Metadata-Version: 2.4
Name: openai-sdk-helpers
Version: 0.0.2
Summary: Composable helpers for OpenAI SDK agents, prompts, and storage
Author: openai-sdk-helpers maintainers
License: MIT
License-File: LICENSE
Requires-Python: >=3.10
Requires-Dist: jinja2
Requires-Dist: openai
Requires-Dist: openai-agents
Requires-Dist: pydantic<3,>=2.7
Requires-Dist: python-dotenv
Requires-Dist: typing-extensions<5,>=4.15.0
Description-Content-Type: text/markdown

<div align="center">

# openai-sdk-helpers

Shared primitives for composing OpenAI agent workflows: structures, response
handling, prompt rendering, and reusable agent factories.

</div>

## Overview

`openai-sdk-helpers` packages the common building blocks required to assemble agent-driven
applications.
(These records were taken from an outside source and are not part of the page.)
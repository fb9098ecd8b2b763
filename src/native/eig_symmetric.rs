//! Eigendecomposition for symmetric matrices using the cyclic Jacobi algorithm

use super::jacobi::{
    JacobiRotation, apply_rotation_to_columns, apply_two_sided_rotation, argsort_desc_by,
    fill_identity,
};
use crate::error::{Error, Result};

const MAX_SWEEPS: usize = 30;

/// Scratch buffers for a fixed order `n`, allocated once.
#[derive(Debug, Clone)]
pub struct SymmetricEigenWorkspace {
    n: usize,
    work: Vec<f64>,
    vectors: Vec<f64>,
    values: Vec<f64>,
    order: Vec<usize>,
}

impl SymmetricEigenWorkspace {
    /// Workspace for `n × n` inputs
    pub fn new(n: usize) -> Self {
        Self {
            n,
            work: vec![0.0; n * n],
            vectors: vec![0.0; n * n],
            values: vec![0.0; n],
            order: vec![0; n],
        }
    }

    /// Order of the matrices this workspace accepts
    pub fn order(&self) -> usize {
        self.n
    }

    /// Decompose the symmetric `a`, writing eigenvalues and eigenvectors
    /// (as columns) into the output buffers.
    ///
    /// Only the lower triangle of `a` is read. Eigenvalues are sorted by
    /// descending magnitude with the eigenvector columns reordered to match.
    ///
    /// Algorithm:
    /// 1. V = I
    /// 2. Up to 30 sweeps over all pairs (p, q), p < q:
    ///    rotate away A[p,q] when |A[p,q]| exceeds ε·√n·‖A‖_F, accumulating V = V @ J
    /// 3. Stop after a sweep that applies no rotation
    /// 4. eigenvalues = diag(A)
    pub fn decompose(
        &mut self,
        a: &[f64],
        values_out: &mut [f64],
        vectors_out: &mut [f64],
    ) -> Result<()> {
        let n = self.n;
        debug_assert_eq!(a.len(), n * n);
        debug_assert_eq!(values_out.len(), n);
        debug_assert_eq!(vectors_out.len(), n * n);

        // Symmetrize from the lower triangle
        let work = &mut self.work;
        let mut norm_sq = 0.0;
        for i in 0..n {
            for j in 0..=i {
                let val = a[i * n + j];
                work[i * n + j] = val;
                work[j * n + i] = val;
                norm_sq += if i == j { val * val } else { 2.0 * val * val };
            }
        }
        if !norm_sq.is_finite() {
            return Err(Error::numerical(
                "symmetric eigendecomposition",
                "input contains non-finite values",
            ));
        }

        fill_identity(&mut self.vectors, n);
        let tol = f64::EPSILON * norm_sq.sqrt() * (n as f64).sqrt();

        for _sweep in 0..MAX_SWEEPS {
            let mut rotations = 0usize;

            for p in 0..n {
                for q in (p + 1)..n {
                    let a_pq = work[p * n + q];
                    if a_pq.abs() <= tol {
                        continue;
                    }

                    let a_pp = work[p * n + p];
                    let a_qq = work[q * n + q];
                    let rot = JacobiRotation::compute(a_pp, a_qq, a_pq);

                    apply_two_sided_rotation(work, n, p, q, &rot, a_pp, a_qq, a_pq);
                    apply_rotation_to_columns(&mut self.vectors, n, n, p, q, &rot);
                    rotations += 1;
                }
            }

            if rotations == 0 {
                break;
            }
        }

        for i in 0..n {
            self.values[i] = work[i * n + i];
        }
        argsort_desc_by(&mut self.order, &self.values, f64::abs);

        for (new_idx, &old_idx) in self.order.iter().enumerate() {
            values_out[new_idx] = self.values[old_idx];
            for i in 0..n {
                vectors_out[i * n + new_idx] = self.vectors[i * n + old_idx];
            }
        }

        Ok(())
    }
}
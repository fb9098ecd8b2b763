//! Operation contracts every library adapter realizes
//!
//! The contracts are split by arity and by who owns the output:
//!
//! - *Producing* contracts return a freshly allocated matrix on every call.
//! - *Mutating* contracts overwrite a buffer: either one retained by the
//!   contract itself (unary, solve, decompositions) or a target supplied by
//!   the caller (binary, scalar).
//!
//! A contract instance is prepared once by its adapter. Any buffer it retains
//! is allocated at that point and only overwritten by `execute`, never
//! resized. Operand shapes are checked before any numerical work.
//!
//! Stateless contracts can be written as closures; the blanket impls below
//! cover them.

mod kind;

pub use kind::OperationKind;

use crate::error::Result;
use crate::matrix::MatrixHandle;

/// `(input) -> output`, output freshly allocated each call
pub trait ProducingUnaryOperation<M>: Send {
    /// Run the operation
    fn execute(&mut self, input: &M) -> Result<M>;
}

/// `(input) -> output`, output is a retained buffer overwritten each call
pub trait MutatingUnaryOperation<M>: Send {
    /// Run the operation, returning the retained output
    fn execute(&mut self, input: &M) -> Result<&M>;
}

/// `(left, right) -> output`, output freshly allocated each call
pub trait ProducingBinaryOperation<M>: Send {
    /// Run the operation
    fn execute(&mut self, left: &M, right: &M) -> Result<M>;
}

/// `(left, right, target)`, target supplied by the caller with the correct shape
pub trait MutatingBinaryOperation<M>: Send {
    /// Run the operation, overwriting `target`
    fn execute(&mut self, left: &M, right: &M, target: &mut M) -> Result<()>;
}

/// `(input, scalar, target)` with `target = scalar · input`
pub trait MutatingScalarOperation<M>: Send {
    /// Run the operation, overwriting `target`
    fn execute(&mut self, input: &M, scalar: f64, target: &mut M) -> Result<()>;
}

/// `(body, rhs) -> solution`, solution is a retained `(variables, solutions)` buffer
pub trait SolveOperation<M>: Send {
    /// Solve `body · X = rhs`, returning the retained solution
    fn execute(&mut self, body: &M, rhs: &M) -> Result<&M>;
}

/// `(input) -> factors`, a fixed-arity factor record re-populated each call
pub trait DecompositionOperation<M, F>: Send {
    /// Decompose `input`, returning the retained factors
    fn execute(&mut self, input: &M) -> Result<&F>;
}

/// `(input) -> scalar property` such as the determinant
pub trait PropertyOperation<M>: Send {
    /// Compute the property
    fn execute(&mut self, input: &M) -> Result<f64>;
}

impl<M, F> ProducingUnaryOperation<M> for F
where
    F: FnMut(&M) -> Result<M> + Send,
{
    fn execute(&mut self, input: &M) -> Result<M> {
        self(input)
    }
}

impl<M, F> ProducingBinaryOperation<M> for F
where
    F: FnMut(&M, &M) -> Result<M> + Send,
{
    fn execute(&mut self, left: &M, right: &M) -> Result<M> {
        self(left, right)
    }
}

impl<M, F> MutatingBinaryOperation<M> for F
where
    F: FnMut(&M, &M, &mut M) -> Result<()> + Send,
{
    fn execute(&mut self, left: &M, right: &M, target: &mut M) -> Result<()> {
        self(left, right, target)
    }
}

impl<M, F> MutatingScalarOperation<M> for F
where
    F: FnMut(&M, f64, &mut M) -> Result<()> + Send,
{
    fn execute(&mut self, input: &M, scalar: f64, target: &mut M) -> Result<()> {
        self(input, scalar, target)
    }
}

impl<M, F> PropertyOperation<M> for F
where
    F: FnMut(&M) -> Result<f64> + Send,
{
    fn execute(&mut self, input: &M) -> Result<f64> {
        self(input)
    }
}

/// Singular value decomposition result: `A = left · middle · right`
///
/// `middle` holds the singular values on its diagonal and `right` is already
/// transposed (Vᵗ), so reconstruction is a plain three-factor product.
#[derive(Debug, Clone, PartialEq)]
pub struct SvdFactors<M> {
    /// Left singular vectors U [m, k]
    pub left: M,
    /// Diagonal Σ [k, k], singular values in descending order
    pub middle: M,
    /// Right singular vectors transposed Vᵗ [k, n]
    pub right: M,
}

impl<M: MatrixHandle> SvdFactors<M> {
    /// Zeroed factors for a `dim × dim` input
    pub fn zeros(dim: usize) -> Self {
        Self {
            left: M::zeros(dim, dim),
            middle: M::zeros(dim, dim),
            right: M::zeros(dim, dim),
        }
    }
}

/// Symmetric eigendecomposition result: `A = vectors · values · vectorsᵗ`
#[derive(Debug, Clone, PartialEq)]
pub struct EvdFactors<M> {
    /// Eigenvalues as a diagonal matrix D [n, n]
    pub values: M,
    /// Eigenvectors as columns V [n, n]
    pub vectors: M,
}

impl<M: MatrixHandle> EvdFactors<M> {
    /// Zeroed factors for a `dim × dim` input
    pub fn zeros(dim: usize) -> Self {
        Self {
            values: M::zeros(dim, dim),
            vectors: M::zeros(dim, dim),
        }
    }
}

/// Boxed [`ProducingUnaryOperation`]
pub type BoxedProducingUnary<M> = Box<dyn ProducingUnaryOperation<M>>;
/// Boxed [`MutatingUnaryOperation`]
pub type BoxedMutatingUnary<M> = Box<dyn MutatingUnaryOperation<M>>;
/// Boxed [`ProducingBinaryOperation`]
pub type BoxedProducingBinary<M> = Box<dyn ProducingBinaryOperation<M>>;
/// Boxed [`MutatingBinaryOperation`]
pub type BoxedMutatingBinary<M> = Box<dyn MutatingBinaryOperation<M>>;
/// Boxed [`MutatingScalarOperation`]
pub type BoxedMutatingScalar<M> = Box<dyn MutatingScalarOperation<M>>;
/// Boxed [`SolveOperation`]
pub type BoxedSolve<M> = Box<dyn SolveOperation<M>>;
/// Boxed SVD [`DecompositionOperation`]
pub type BoxedSvd<M> = Box<dyn DecompositionOperation<M, SvdFactors<M>>>;
/// Boxed eigendecomposition [`DecompositionOperation`]
pub type BoxedEvd<M> = Box<dyn DecompositionOperation<M, EvdFactors<M>>>;
/// Boxed [`PropertyOperation`]
pub type BoxedProperty<M> = Box<dyn PropertyOperation<M>>;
The library intentionally focuses on reusable primitives—data
structures, configuration helpers, and orchestration utilities—while leaving
application-specific prompts and tools to the consuming project.

### Features

- **Agent wrappers** for OpenAI Agents SDK with synchronous and asynchronous
  entry points.
- **Prompt rendering** powered by Jinja for dynamic agent instructions.
- **Typed structures** for prompts, responses, and search workflows to ensure
  predictable inputs and outputs.
- **Vector and web search flows** that coordinate planning, execution, and
  reporting.

## Installation

Install the package directly from PyPI to reuse it across projects:

```bash
pip install openai-sdk-helpers
```

For local development, install with editable sources and the optional dev
dependencies:

```bash
pip install -e .
pip install -e . --group dev
```

## Quickstart

Create a basic vector search workflow by wiring your own prompt templates and
preferred model configuration:

```python
from pathlib import Path

from openai_sdk_helpers.agent.vector_search import VectorSearch


prompts = Path("./prompts")
vector_search = VectorSearch(prompt_dir=prompts, default_model="gpt-4o-mini")

report = vector_search.run_agent_sync("Explain quantum entanglement for beginners")
print(report.report)
```

You can plug in your own prompt templates by placing matching `.jinja` files in
the provided `prompt_dir` and naming them after the agent (for example,
`vector_planner.jinja`).

### Centralized OpenAI configuration

`openai-sdk-helpers` ships with a lightweight `OpenAISettings` helper so projects can share
consistent authentication, routing, and model defaults when using the OpenAI
SDK:

```python
from openai_sdk_helpers import OpenAISettings


# Load from environment variables or a local .env file
settings = OpenAISettings.from_env()
client = settings.create_client()

# Reuse the default model across agents
vector_search = VectorSearch(
    prompt_dir=prompts, default_model=settings.default_model or "gpt-4o-mini"
)
```

The helper reads `OPENAI_API_KEY`, `OPENAI_ORG_ID`, `OPENAI_PROJECT_ID`,
`OPENAI_BASE_URL`, and `OPENAI_MODEL` by default but supports overrides for
custom deployments.

## Development

The repository is configured for a lightweight Python development workflow.
Before opening a pull request, format and validate your changes locally:

```bash
# Style and formatting
pydocstyle src
black --check .

# Static type checking
pyright src

# Unit tests with coverage
pytest -q --cov=src --cov-report=term-missing --cov-fail-under=70
```

## Project Structure

- `src/openai_sdk_helpers/agent`: Agent factories, orchestration helpers, and search
  workflows.
- `src/openai_sdk_helpers/prompt`: Prompt rendering utilities backed by Jinja.
- `src/openai_sdk_helpers/response`: Response parsing and transformation helpers.
- `src/openai_sdk_helpers/structure`: Typed data structures shared across workflows.
- `src/openai_sdk_helpers/vector_storage`: Minimal vector store abstraction.
- `tests/`: Unit tests covering core modules and structures.

## Contributing

Contributions are welcome! Please accompany functional changes with relevant
tests and ensure all quality gates pass. Follow the NumPy-style docstring
conventions outlined in `AGENTS.md` to keep the codebase consistent.